**Saved entries:**

- - - -

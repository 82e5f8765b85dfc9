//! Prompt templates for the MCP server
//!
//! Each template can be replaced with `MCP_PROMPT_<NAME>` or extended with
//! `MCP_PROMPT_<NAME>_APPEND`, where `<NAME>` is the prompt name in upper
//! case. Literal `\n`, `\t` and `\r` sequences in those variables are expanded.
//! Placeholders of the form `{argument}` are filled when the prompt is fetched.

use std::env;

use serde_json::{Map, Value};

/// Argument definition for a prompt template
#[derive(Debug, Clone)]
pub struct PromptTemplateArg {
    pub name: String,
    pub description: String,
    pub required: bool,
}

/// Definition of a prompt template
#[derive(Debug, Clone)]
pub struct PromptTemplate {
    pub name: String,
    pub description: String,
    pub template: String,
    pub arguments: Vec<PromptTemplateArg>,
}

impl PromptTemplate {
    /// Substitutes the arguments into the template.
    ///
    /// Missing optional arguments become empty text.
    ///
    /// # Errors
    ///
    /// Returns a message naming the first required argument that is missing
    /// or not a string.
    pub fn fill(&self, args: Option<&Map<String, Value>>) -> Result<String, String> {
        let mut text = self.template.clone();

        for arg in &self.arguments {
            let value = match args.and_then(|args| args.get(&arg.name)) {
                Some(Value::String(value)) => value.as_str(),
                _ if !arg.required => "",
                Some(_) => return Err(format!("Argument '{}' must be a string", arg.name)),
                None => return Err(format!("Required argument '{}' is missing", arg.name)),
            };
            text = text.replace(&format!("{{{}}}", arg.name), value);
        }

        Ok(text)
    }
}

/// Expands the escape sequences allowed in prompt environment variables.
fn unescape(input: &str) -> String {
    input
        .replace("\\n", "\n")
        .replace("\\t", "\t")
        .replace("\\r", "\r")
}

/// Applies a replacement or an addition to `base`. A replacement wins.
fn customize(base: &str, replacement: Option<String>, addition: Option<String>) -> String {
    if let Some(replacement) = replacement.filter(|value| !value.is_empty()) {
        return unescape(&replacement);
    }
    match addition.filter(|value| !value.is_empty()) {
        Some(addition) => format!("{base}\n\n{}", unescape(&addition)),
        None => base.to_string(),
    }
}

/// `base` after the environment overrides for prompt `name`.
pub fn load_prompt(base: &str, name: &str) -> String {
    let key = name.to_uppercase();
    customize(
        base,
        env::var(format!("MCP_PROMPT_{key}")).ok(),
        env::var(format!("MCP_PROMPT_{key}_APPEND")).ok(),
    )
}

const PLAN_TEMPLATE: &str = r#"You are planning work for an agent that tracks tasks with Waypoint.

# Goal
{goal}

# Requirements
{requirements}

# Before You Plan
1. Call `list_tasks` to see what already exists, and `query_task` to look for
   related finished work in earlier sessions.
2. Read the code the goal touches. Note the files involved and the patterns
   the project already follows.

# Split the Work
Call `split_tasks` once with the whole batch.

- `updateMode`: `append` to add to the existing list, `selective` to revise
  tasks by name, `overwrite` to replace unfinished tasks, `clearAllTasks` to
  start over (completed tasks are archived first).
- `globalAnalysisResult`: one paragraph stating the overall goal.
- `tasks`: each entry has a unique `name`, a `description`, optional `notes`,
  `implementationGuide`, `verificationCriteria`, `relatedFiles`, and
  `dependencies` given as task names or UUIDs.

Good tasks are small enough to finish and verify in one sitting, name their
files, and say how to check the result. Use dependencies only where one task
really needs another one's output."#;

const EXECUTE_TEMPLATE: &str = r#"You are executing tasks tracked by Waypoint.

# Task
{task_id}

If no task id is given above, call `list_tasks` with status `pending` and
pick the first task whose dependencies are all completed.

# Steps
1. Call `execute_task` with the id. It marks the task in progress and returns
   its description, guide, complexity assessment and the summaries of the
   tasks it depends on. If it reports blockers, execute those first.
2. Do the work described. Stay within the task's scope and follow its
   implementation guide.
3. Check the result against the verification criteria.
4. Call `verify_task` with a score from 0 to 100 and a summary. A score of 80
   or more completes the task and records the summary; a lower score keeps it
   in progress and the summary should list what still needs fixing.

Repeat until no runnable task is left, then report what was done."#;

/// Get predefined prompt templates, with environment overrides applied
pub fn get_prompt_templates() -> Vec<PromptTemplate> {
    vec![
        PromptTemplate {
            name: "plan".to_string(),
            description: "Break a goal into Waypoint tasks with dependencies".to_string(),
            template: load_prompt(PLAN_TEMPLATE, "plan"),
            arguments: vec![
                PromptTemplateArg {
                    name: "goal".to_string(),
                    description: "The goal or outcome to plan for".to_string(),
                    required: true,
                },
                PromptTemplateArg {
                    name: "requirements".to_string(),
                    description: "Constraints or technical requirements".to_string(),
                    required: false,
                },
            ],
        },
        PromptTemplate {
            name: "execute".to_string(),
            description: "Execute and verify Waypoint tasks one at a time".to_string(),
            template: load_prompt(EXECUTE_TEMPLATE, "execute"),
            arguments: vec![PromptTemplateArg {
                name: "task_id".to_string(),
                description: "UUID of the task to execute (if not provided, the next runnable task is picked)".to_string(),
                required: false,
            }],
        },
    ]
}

- - - -

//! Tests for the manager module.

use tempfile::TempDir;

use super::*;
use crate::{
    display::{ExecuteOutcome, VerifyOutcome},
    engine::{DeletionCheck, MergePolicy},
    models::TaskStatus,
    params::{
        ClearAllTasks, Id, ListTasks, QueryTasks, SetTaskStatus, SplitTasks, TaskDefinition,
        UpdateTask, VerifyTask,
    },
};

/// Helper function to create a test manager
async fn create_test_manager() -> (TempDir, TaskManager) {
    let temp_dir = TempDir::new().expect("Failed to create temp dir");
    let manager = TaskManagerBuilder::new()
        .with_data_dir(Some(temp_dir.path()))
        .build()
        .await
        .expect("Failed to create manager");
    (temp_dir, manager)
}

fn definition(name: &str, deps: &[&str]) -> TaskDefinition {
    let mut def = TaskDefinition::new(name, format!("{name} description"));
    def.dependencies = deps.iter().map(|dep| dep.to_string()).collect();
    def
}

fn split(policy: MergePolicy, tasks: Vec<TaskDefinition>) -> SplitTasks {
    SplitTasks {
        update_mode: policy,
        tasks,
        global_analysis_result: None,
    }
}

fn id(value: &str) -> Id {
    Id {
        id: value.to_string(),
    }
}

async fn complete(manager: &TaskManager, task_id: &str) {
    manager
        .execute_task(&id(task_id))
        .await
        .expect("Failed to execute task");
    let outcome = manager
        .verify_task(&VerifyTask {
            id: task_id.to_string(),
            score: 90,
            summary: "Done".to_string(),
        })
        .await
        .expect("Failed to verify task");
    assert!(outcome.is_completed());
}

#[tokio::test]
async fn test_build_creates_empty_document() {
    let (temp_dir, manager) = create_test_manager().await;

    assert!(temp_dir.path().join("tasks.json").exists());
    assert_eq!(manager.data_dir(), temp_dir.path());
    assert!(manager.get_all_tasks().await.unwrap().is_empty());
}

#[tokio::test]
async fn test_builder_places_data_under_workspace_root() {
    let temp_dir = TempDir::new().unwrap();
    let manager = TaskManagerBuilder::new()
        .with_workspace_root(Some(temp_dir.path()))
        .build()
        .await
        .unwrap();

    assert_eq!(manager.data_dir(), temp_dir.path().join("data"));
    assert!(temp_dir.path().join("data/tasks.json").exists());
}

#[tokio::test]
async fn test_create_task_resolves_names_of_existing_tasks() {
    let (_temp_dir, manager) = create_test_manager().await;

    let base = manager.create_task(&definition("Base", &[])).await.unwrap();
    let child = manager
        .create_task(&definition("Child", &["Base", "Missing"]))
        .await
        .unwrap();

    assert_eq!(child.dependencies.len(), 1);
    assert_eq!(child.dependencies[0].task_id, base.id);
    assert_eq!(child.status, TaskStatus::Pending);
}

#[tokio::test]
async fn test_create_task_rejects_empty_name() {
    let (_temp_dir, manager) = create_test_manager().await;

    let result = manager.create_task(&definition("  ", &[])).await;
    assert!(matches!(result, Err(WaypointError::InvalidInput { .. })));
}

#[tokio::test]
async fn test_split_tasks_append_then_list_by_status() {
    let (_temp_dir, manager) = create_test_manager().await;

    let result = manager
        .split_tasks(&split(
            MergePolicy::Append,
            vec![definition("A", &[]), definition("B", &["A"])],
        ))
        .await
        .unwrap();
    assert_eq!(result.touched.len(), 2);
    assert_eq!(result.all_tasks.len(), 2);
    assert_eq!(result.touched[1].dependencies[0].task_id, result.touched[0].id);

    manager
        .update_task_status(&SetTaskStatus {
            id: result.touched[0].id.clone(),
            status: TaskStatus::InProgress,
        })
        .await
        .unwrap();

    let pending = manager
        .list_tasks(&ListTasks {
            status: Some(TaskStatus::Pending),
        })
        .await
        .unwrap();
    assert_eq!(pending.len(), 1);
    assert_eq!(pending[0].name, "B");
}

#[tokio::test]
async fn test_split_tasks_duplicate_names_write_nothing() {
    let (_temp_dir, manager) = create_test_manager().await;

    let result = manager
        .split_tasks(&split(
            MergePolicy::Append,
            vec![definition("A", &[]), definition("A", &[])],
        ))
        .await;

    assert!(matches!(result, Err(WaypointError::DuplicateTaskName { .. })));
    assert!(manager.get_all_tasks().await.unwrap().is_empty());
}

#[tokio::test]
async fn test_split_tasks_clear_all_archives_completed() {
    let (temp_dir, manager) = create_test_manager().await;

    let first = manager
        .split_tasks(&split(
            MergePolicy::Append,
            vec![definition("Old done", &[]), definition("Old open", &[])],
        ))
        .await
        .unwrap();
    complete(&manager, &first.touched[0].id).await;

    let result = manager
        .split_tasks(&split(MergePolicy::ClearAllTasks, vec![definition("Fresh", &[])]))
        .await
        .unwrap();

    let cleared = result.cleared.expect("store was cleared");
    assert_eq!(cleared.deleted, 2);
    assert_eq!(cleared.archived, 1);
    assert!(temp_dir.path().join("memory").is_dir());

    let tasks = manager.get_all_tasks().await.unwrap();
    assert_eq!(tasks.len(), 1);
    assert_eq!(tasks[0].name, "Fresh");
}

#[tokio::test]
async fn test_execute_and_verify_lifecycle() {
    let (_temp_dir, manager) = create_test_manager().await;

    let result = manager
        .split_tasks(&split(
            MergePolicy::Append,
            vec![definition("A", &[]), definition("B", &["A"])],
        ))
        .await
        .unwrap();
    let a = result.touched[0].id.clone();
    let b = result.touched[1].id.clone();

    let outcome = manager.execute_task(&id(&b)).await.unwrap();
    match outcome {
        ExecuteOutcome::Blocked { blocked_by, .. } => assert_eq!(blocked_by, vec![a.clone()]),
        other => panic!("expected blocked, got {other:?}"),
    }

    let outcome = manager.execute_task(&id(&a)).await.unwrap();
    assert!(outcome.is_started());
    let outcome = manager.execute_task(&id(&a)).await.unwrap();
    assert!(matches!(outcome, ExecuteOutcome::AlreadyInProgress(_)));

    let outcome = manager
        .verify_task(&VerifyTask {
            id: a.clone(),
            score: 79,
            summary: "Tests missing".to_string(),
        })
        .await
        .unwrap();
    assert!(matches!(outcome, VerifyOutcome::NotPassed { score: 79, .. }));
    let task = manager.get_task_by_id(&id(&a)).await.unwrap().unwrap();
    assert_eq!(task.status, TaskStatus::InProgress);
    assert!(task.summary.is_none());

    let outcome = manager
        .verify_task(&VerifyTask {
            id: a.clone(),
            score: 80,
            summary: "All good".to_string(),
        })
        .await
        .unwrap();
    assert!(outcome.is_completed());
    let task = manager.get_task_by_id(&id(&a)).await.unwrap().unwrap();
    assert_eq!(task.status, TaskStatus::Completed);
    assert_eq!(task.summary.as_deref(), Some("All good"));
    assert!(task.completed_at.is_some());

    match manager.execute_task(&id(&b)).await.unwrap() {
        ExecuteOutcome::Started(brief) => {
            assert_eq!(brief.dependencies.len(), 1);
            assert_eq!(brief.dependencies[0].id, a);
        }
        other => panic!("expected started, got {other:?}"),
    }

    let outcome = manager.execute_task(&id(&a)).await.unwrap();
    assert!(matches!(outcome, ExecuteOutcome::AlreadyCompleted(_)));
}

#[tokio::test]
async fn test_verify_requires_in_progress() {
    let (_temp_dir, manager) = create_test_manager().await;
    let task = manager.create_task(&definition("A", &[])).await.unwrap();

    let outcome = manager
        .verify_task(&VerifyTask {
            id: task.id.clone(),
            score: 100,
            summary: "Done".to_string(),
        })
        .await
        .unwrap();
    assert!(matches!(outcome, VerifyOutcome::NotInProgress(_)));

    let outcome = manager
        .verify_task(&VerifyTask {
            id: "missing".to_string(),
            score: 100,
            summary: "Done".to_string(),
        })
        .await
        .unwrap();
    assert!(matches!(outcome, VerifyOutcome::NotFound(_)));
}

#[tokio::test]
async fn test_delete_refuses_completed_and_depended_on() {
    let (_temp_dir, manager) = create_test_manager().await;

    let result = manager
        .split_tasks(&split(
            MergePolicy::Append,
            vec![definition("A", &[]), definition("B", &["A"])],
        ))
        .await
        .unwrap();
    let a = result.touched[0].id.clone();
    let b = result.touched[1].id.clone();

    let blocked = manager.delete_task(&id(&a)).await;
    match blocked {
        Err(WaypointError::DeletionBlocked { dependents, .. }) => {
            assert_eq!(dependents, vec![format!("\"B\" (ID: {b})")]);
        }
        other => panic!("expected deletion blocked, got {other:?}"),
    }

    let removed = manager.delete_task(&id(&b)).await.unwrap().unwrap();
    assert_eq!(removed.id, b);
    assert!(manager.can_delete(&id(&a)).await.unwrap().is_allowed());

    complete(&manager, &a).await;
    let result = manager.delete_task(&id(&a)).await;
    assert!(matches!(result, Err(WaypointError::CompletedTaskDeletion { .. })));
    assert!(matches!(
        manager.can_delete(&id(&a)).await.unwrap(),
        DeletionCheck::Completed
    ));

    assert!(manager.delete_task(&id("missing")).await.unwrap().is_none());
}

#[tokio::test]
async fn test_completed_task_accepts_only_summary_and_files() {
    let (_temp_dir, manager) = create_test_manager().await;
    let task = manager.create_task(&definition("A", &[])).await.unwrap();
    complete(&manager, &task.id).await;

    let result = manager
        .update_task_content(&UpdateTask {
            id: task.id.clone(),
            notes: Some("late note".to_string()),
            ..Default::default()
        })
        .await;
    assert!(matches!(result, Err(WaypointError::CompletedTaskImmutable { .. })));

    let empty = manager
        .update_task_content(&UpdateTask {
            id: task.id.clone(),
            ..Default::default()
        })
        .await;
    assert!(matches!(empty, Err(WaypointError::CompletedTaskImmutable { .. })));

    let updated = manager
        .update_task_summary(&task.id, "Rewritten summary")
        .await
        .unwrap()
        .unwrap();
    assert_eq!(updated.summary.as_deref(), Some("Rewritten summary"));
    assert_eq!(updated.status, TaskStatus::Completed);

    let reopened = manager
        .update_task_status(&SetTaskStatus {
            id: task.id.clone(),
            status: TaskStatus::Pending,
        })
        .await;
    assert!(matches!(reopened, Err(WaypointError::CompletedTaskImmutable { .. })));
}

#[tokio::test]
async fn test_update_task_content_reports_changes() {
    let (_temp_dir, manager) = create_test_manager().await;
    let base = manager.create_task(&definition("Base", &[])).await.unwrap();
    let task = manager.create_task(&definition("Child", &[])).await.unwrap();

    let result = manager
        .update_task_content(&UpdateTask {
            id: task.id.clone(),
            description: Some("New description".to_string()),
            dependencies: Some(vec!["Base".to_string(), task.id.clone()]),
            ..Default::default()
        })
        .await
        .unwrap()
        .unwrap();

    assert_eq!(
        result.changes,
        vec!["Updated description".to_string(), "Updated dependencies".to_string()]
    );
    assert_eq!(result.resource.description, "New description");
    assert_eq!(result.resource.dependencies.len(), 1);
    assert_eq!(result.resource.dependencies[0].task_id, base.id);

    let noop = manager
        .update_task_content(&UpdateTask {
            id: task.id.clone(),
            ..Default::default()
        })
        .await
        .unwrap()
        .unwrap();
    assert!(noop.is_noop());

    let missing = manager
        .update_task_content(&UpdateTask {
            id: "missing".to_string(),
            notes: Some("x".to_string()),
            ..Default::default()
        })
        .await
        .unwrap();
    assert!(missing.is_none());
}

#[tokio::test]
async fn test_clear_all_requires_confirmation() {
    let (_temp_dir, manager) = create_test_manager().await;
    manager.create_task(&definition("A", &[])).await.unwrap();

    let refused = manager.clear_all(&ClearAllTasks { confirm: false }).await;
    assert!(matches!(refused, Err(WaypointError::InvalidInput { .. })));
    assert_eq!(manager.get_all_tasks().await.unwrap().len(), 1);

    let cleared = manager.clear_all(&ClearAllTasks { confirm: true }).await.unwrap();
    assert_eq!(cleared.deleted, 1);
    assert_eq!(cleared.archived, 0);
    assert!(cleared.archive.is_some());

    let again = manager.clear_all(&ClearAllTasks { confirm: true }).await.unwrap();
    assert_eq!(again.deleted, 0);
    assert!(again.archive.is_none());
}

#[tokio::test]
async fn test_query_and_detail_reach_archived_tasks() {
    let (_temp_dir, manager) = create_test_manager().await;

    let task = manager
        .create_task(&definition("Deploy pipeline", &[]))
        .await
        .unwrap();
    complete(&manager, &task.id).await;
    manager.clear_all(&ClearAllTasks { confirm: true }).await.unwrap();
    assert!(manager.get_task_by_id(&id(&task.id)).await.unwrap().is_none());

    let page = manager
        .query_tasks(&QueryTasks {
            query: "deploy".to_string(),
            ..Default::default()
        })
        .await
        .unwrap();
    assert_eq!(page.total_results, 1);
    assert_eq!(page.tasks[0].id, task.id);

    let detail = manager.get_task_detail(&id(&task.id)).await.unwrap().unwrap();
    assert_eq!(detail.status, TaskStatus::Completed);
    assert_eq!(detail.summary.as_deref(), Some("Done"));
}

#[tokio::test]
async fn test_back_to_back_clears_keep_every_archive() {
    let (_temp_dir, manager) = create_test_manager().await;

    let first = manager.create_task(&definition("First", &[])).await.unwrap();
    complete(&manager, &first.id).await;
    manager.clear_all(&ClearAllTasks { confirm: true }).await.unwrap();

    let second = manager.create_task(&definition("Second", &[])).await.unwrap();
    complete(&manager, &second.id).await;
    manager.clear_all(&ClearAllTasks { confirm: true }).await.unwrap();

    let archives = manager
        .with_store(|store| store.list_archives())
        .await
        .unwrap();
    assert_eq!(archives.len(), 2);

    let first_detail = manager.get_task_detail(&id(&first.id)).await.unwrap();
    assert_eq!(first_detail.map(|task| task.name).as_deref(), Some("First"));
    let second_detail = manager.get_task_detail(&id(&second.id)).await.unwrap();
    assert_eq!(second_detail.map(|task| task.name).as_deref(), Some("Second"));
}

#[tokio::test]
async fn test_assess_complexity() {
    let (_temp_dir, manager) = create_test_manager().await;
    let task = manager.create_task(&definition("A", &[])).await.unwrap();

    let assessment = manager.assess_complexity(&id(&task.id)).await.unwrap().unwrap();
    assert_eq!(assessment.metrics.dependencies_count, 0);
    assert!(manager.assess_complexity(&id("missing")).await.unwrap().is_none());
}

- - - -

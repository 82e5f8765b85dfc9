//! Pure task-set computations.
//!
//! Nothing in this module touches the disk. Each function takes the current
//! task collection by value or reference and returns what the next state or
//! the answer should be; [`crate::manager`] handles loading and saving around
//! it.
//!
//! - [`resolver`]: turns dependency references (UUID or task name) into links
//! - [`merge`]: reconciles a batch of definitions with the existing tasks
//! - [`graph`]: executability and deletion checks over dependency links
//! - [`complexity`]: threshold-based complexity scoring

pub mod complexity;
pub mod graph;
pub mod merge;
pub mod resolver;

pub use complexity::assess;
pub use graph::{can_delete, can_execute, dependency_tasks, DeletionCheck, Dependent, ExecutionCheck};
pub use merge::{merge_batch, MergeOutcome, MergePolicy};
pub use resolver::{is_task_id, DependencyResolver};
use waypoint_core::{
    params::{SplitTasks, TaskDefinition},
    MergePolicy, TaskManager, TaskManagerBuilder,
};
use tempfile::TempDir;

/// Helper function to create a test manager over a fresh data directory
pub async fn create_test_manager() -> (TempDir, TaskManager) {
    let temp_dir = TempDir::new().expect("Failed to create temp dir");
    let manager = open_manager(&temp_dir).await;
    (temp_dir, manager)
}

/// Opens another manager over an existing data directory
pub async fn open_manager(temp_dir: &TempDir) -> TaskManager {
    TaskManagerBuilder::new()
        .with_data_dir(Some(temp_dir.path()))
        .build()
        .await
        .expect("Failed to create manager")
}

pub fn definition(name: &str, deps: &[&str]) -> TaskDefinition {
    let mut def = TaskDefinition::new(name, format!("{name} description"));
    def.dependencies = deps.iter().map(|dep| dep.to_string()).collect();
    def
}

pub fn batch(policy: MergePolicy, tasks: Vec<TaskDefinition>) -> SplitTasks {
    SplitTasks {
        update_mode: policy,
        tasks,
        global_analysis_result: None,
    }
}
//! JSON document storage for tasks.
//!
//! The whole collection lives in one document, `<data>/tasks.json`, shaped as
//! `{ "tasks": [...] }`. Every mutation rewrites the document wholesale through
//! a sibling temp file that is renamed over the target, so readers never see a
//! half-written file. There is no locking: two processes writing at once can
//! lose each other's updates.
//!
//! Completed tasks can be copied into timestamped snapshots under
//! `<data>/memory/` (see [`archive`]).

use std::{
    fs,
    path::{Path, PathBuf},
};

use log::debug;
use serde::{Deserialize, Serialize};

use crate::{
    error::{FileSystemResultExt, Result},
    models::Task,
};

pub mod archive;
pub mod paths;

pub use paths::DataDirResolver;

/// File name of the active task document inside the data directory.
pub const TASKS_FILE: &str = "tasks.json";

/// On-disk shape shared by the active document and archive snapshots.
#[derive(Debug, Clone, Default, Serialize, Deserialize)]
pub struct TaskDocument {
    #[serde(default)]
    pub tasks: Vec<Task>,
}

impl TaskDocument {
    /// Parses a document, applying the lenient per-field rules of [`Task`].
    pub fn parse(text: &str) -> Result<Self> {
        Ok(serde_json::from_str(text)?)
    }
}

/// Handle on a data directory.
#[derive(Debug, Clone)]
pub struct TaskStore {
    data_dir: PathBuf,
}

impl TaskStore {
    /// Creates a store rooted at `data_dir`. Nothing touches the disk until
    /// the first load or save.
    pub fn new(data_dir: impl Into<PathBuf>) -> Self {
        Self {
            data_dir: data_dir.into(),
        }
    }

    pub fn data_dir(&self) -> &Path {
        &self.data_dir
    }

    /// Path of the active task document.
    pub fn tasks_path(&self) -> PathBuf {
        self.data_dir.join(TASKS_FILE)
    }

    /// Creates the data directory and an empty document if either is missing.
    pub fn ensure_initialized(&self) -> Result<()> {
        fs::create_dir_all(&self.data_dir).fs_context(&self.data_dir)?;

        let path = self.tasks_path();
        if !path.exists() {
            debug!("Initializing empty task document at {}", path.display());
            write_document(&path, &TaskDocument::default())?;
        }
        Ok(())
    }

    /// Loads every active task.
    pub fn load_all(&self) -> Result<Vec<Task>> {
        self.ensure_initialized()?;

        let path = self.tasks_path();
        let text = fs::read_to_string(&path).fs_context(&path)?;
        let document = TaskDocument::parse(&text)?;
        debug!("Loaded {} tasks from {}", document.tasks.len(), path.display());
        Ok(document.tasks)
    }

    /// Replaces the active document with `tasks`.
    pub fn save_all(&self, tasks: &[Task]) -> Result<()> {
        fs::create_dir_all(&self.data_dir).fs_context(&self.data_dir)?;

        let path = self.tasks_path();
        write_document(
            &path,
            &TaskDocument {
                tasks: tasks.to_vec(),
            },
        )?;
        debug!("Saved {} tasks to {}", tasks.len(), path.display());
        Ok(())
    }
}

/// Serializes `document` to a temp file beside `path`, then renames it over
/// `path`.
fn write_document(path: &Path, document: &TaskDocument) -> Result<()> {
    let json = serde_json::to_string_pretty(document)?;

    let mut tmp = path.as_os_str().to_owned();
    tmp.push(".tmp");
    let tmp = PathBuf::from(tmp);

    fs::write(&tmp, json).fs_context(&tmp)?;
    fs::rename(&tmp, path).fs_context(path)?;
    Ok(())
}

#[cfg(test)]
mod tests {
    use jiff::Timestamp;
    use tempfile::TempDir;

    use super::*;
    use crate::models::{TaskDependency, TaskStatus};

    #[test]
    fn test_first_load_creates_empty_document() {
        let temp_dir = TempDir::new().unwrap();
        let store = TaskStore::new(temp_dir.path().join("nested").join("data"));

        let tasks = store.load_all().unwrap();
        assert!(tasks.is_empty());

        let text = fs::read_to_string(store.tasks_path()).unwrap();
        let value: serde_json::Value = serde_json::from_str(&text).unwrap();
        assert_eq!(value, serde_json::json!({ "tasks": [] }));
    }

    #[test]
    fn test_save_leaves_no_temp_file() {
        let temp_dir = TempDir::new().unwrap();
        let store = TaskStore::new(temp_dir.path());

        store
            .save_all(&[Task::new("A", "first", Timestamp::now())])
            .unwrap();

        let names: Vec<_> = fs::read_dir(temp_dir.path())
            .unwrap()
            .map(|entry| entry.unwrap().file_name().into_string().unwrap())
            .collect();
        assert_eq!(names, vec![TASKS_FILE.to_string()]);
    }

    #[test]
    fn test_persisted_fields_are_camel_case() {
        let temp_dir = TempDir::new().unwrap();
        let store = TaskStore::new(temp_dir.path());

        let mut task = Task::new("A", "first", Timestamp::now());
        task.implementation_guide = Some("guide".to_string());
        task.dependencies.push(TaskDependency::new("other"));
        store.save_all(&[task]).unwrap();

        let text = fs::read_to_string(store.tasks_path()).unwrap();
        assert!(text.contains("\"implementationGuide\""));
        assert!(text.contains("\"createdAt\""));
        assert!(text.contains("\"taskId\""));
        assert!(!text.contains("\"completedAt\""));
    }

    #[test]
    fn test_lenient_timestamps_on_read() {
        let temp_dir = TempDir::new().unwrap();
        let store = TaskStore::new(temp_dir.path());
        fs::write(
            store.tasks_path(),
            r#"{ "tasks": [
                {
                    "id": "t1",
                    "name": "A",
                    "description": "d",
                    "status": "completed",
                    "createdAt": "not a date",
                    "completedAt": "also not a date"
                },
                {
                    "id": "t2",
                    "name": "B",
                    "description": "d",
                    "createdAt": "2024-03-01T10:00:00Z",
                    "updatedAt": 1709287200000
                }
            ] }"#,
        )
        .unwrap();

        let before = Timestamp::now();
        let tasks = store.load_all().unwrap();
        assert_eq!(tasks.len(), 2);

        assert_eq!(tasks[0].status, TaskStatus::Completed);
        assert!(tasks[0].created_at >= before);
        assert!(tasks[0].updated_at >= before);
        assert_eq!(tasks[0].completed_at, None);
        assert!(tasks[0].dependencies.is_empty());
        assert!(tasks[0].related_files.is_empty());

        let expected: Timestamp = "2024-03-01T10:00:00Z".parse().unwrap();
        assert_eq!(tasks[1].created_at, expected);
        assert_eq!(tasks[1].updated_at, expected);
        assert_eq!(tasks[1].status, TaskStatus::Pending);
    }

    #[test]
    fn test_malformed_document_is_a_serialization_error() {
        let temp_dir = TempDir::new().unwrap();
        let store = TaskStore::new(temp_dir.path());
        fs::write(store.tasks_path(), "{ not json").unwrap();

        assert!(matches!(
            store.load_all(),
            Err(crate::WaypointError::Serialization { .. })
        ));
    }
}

- - - -

**Exercise goal:** Across the data, find each line that has "TaskDefinition" in it and copy that line.

**Answer box:**
        ClearAllTasks, Id, ListTasks, QueryTasks, SetTaskStatus, SplitTasks, TaskDefinition,
fn definition(name: &str, deps: &[&str]) -> TaskDefinition {
    let mut def = TaskDefinition::new(name, format!("{name} description"));
fn split(policy: MergePolicy, tasks: Vec<TaskDefinition>) -> SplitTasks {
    params::{SplitTasks, TaskDefinition},
pub fn definition(name: &str, deps: &[&str]) -> TaskDefinition {
    let mut def = TaskDefinition::new(name, format!("{name} description"));
pub fn batch(policy: MergePolicy, tasks: Vec<TaskDefinition>) -> SplitTasks {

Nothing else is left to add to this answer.